┏━━
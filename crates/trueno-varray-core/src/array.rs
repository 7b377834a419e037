//! Device-backed virtual array.

use crate::cache::ChannelCache;
use crate::config::ArrayConfig;
use crate::device::{BackingStore, DeviceMemory};
use crate::page::Element;
use crate::router::{Route, ShardRouter};
use crate::stats::{CacheStats, ChannelStats};
use crate::{Error, Result};
use rayon::prelude::*;
use std::fmt;
use std::sync::Arc;

/// Array of `len` elements stored on one or more devices and accessed
/// through per-channel LRU page caches.
///
/// `get` and `set` take `&self`; share the array across threads with a
/// reference or an `Arc`. Accesses routed to different channels run in
/// parallel, accesses to the same channel are serialized.
///
/// Dropping the array flushes every dirty page before device buffers are
/// released. Use [`VirtualArray::close`] to observe flush failures.
///
/// # Example
///
/// ```
/// use std::sync::Arc;
/// use trueno_varray_core::{ArrayConfig, DeviceMemory, HostDevice, VirtualArray};
///
/// let devices: Vec<Arc<dyn DeviceMemory>> = vec![
///     Arc::new(HostDevice::new("gpu0")),
///     Arc::new(HostDevice::new("gpu1")),
/// ];
/// let config = ArrayConfig::new(10_000, vec![4, 4])
///     .with_page_size(16)
///     .with_pages_per_channel(8);
///
/// let array = VirtualArray::<u64>::new(config, devices).unwrap();
/// array.set(1234, 42).unwrap();
/// assert_eq!(array.get(1234).unwrap(), 42);
/// array.close().unwrap();
/// ```
pub struct VirtualArray<T: Element> {
    config: ArrayConfig,
    router: ShardRouter,
    /// Indexed by global channel.
    channels: Vec<ChannelCache<T>>,
    closed: bool,
}

impl<T: Element> VirtualArray<T> {
    /// Allocate backing storage on `devices` and build the channel caches.
    ///
    /// `devices[i]` receives `config.channels_per_device[i]` channels.
    ///
    /// # Errors
    ///
    /// Returns [`Error::Configuration`] for invalid parameters or a device
    /// count that does not match the configuration, and
    /// [`Error::AllocationFailure`] if a device cannot hold its share.
    pub fn new(config: ArrayConfig, devices: Vec<Arc<dyn DeviceMemory>>) -> Result<Self> {
        config.validate()?;
        if devices.len() != config.device_count() {
            return Err(Error::Configuration(format!(
                "{} devices supplied, channels configured for {}",
                devices.len(),
                config.device_count()
            )));
        }

        let router = ShardRouter::new(&config)?;
        let page_bytes = config
            .page_size
            .checked_mul(std::mem::size_of::<T>())
            .ok_or_else(|| Error::Configuration("page size in bytes overflows".to_string()))?;

        // One buffer per channel: channels of a device never share storage.
        let channels = (0..router.channel_count())
            .filter_map(|global| router.channel(global))
            .map(|(device, channel)| {
                let store = BackingStore::allocate(
                    device,
                    channel,
                    Arc::clone(&devices[device.0]),
                    router.slots_per_channel(),
                    page_bytes,
                )?;
                ChannelCache::new(
                    device,
                    channel,
                    config.page_size,
                    config.pages_per_channel,
                    Arc::new(store),
                )
            })
            .collect::<Result<Vec<_>>>()?;

        tracing::info!(
            len = config.len,
            page_size = config.page_size,
            pages_per_channel = config.pages_per_channel,
            devices = config.device_count(),
            channels = channels.len(),
            element_bytes = std::mem::size_of::<T>(),
            cache_elements = config.cache_elements(),
            "Created virtual array"
        );

        Ok(Self {
            config,
            router,
            channels,
            closed: false,
        })
    }

    /// Number of elements.
    #[must_use]
    pub fn len(&self) -> usize {
        self.config.len
    }

    /// Always `false`: construction rejects empty arrays.
    #[must_use]
    pub fn is_empty(&self) -> bool {
        self.config.len == 0
    }

    /// Construction parameters.
    #[must_use]
    pub fn config(&self) -> &ArrayConfig {
        &self.config
    }

    /// Resolve where `index` lives.
    ///
    /// # Errors
    ///
    /// Returns [`Error::OutOfRange`] if `index >= len`.
    pub fn route(&self, index: usize) -> Result<Route> {
        self.router.route(index)
    }

    /// Copy of the element at `index`.
    ///
    /// # Errors
    ///
    /// Returns [`Error::OutOfRange`] if `index >= len` and
    /// [`Error::TransferFailure`] if a required transfer fails.
    pub fn get(&self, index: usize) -> Result<T> {
        let route = self.router.route(index)?;
        self.channels[route.global_channel].read(&route)
    }

    /// Store `value` at `index`.
    ///
    /// # Errors
    ///
    /// Returns [`Error::OutOfRange`] if `index >= len` and
    /// [`Error::TransferFailure`] if a required transfer fails.
    pub fn set(&self, index: usize, value: T) -> Result<()> {
        let route = self.router.route(index)?;
        self.channels[route.global_channel].write(&route, value)
    }

    /// Read `out.len()` elements starting at `start`.
    ///
    /// # Errors
    ///
    /// Returns [`Error::OutOfRange`] if the range exceeds `len`; nothing is
    /// read in that case.
    pub fn get_range(&self, start: usize, out: &mut [T]) -> Result<()> {
        self.check_range(start, out.len())?;
        let mut done = 0;
        while done < out.len() {
            let route = self.router.route(start + done)?;
            let run = (self.config.page_size - route.offset).min(out.len() - done);
            self.channels[route.global_channel].read_run(&route, &mut out[done..done + run])?;
            done += run;
        }
        Ok(())
    }

    /// Write `values` starting at `start`.
    ///
    /// # Errors
    ///
    /// Returns [`Error::OutOfRange`] if the range exceeds `len`; nothing is
    /// written in that case.
    pub fn set_range(&self, start: usize, values: &[T]) -> Result<()> {
        self.check_range(start, values.len())?;
        let mut done = 0;
        while done < values.len() {
            let route = self.router.route(start + done)?;
            let run = (self.config.page_size - route.offset).min(values.len() - done);
            self.channels[route.global_channel].write_run(&route, &values[done..done + run])?;
            done += run;
        }
        Ok(())
    }

    /// Make the page holding `index` resident.
    ///
    /// # Errors
    ///
    /// Same as [`VirtualArray::get`].
    pub fn prefetch(&self, index: usize) -> Result<()> {
        let route = self.router.route(index)?;
        self.channels[route.global_channel].prefetch(&route)
    }

    /// Set every element to `init(index)`, in parallel on the rayon pool.
    ///
    /// # Errors
    ///
    /// Returns the first transfer failure encountered.
    pub fn par_init<F>(&self, init: F) -> Result<()>
    where
        F: Fn(usize) -> T + Sync + Send,
    {
        let page_size = self.config.page_size;
        let pages = usize::try_from(self.config.page_count())
            .map_err(|_| Error::Configuration("page count exceeds usize".to_string()))?;

        (0..pages).into_par_iter().try_for_each(|page| {
            let start = page * page_size;
            let end = (start + page_size).min(self.config.len);
            let values: Vec<T> = (start..end).map(&init).collect();
            self.set_range(start, &values)
        })
    }

    /// Write back every dirty page on every channel.
    ///
    /// All channels are attempted even if some fail.
    ///
    /// # Errors
    ///
    /// Returns [`Error::FlushFailed`] listing each failed channel's error.
    pub fn flush(&self) -> Result<()> {
        let mut failures = Vec::new();
        let mut written = 0;
        for cache in &self.channels {
            match cache.flush() {
                Ok(pages) => written += pages,
                Err(e) => {
                    tracing::error!(
                        device = %cache.device(),
                        channel = %cache.channel(),
                        error = %e,
                        "Channel flush failed"
                    );
                    failures.push(e);
                }
            }
        }

        tracing::debug!(pages = written, failed = failures.len(), "Flushed virtual array");

        if failures.is_empty() {
            Ok(())
        } else {
            Err(Error::FlushFailed {
                failures,
                total: self.channels.len(),
            })
        }
    }

    /// Flush and release device storage.
    ///
    /// # Errors
    ///
    /// Returns [`Error::FlushFailed`] if any dirty page could not be written
    /// back. Storage is released regardless.
    pub fn close(mut self) -> Result<()> {
        self.closed = true;
        let result = self.flush();
        tracing::info!(len = self.config.len, ok = result.is_ok(), "Closed virtual array");
        result
    }

    /// Pages resident across all channels.
    #[must_use]
    pub fn resident_pages(&self) -> usize {
        self.channels.iter().map(ChannelCache::resident_pages).sum()
    }

    /// Aggregate statistics of all channels.
    #[must_use]
    pub fn stats(&self) -> CacheStats {
        let mut total = CacheStats::default();
        for cache in &self.channels {
            total += cache.stats().cache;
        }
        total
    }

    /// Per-channel statistics, in global channel order.
    #[must_use]
    pub fn channel_stats(&self) -> Vec<ChannelStats> {
        self.channels.iter().map(ChannelCache::stats).collect()
    }

    /// Reset activity counters of every channel.
    pub fn reset_stats(&self) {
        for cache in &self.channels {
            cache.reset_stats();
        }
    }

    fn check_range(&self, start: usize, count: usize) -> Result<()> {
        match start.checked_add(count) {
            Some(end) if end <= self.config.len => Ok(()),
            _ => Err(Error::OutOfRange {
                index: start.max(self.config.len),
                len: self.config.len,
            }),
        }
    }
}

impl<T: Element> Drop for VirtualArray<T> {
    fn drop(&mut self) {
        if self.closed {
            return;
        }
        if let Err(e) = self.flush() {
            tracing::error!(error = %e, "Final flush failed, unwritten data lost");
        }
    }
}

impl<T: Element> fmt::Debug for VirtualArray<T> {
    fn fmt(&self, f: &mut fmt::Formatter<'_>) -> fmt::Result {
        f.debug_struct("VirtualArray")
            .field("config", &self.config)
            .field("channels", &self.channels.len())
            .finish_non_exhaustive()
    }
}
┗━━
*What to produce*: Using the word "init" as the filter, copy each matching line from the material.

*Task output*:
    /// Set every element to `init(index)`, in parallel on the rayon pool.
    pub fn par_init<F>(&self, init: F) -> Result<()>
            let values: Vec<T> = (start..end).map(&init).collect();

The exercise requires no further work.